═══ THE RECORDS ═══
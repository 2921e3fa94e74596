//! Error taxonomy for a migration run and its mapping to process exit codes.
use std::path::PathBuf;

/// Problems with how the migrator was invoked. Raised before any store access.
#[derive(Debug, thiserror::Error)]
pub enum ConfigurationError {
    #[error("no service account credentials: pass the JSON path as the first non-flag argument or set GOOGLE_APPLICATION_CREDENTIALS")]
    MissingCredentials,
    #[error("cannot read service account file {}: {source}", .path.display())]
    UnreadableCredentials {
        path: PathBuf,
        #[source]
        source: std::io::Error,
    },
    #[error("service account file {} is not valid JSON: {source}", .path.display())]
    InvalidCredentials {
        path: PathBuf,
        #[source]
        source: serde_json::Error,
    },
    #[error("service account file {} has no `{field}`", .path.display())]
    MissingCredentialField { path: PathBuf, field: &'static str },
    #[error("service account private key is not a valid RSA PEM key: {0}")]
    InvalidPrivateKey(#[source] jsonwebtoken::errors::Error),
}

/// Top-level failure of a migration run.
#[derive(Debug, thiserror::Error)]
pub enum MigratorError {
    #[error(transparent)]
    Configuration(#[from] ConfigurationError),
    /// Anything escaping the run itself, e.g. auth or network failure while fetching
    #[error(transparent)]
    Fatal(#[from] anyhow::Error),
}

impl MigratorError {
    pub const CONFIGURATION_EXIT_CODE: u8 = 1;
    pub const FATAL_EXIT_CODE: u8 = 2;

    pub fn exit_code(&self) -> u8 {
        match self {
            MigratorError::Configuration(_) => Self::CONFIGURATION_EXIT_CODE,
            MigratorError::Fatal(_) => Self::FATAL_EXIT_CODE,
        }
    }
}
═══
WORK REQUIRED:
Copy from the entries only those lines that hold the word "MigratorError".

EXERCISE SOLUTION:
pub enum MigratorError {
impl MigratorError {
            MigratorError::Configuration(_) => Self::CONFIGURATION_EXIT_CODE,
            MigratorError::Fatal(_) => Self::FATAL_EXIT_CODE,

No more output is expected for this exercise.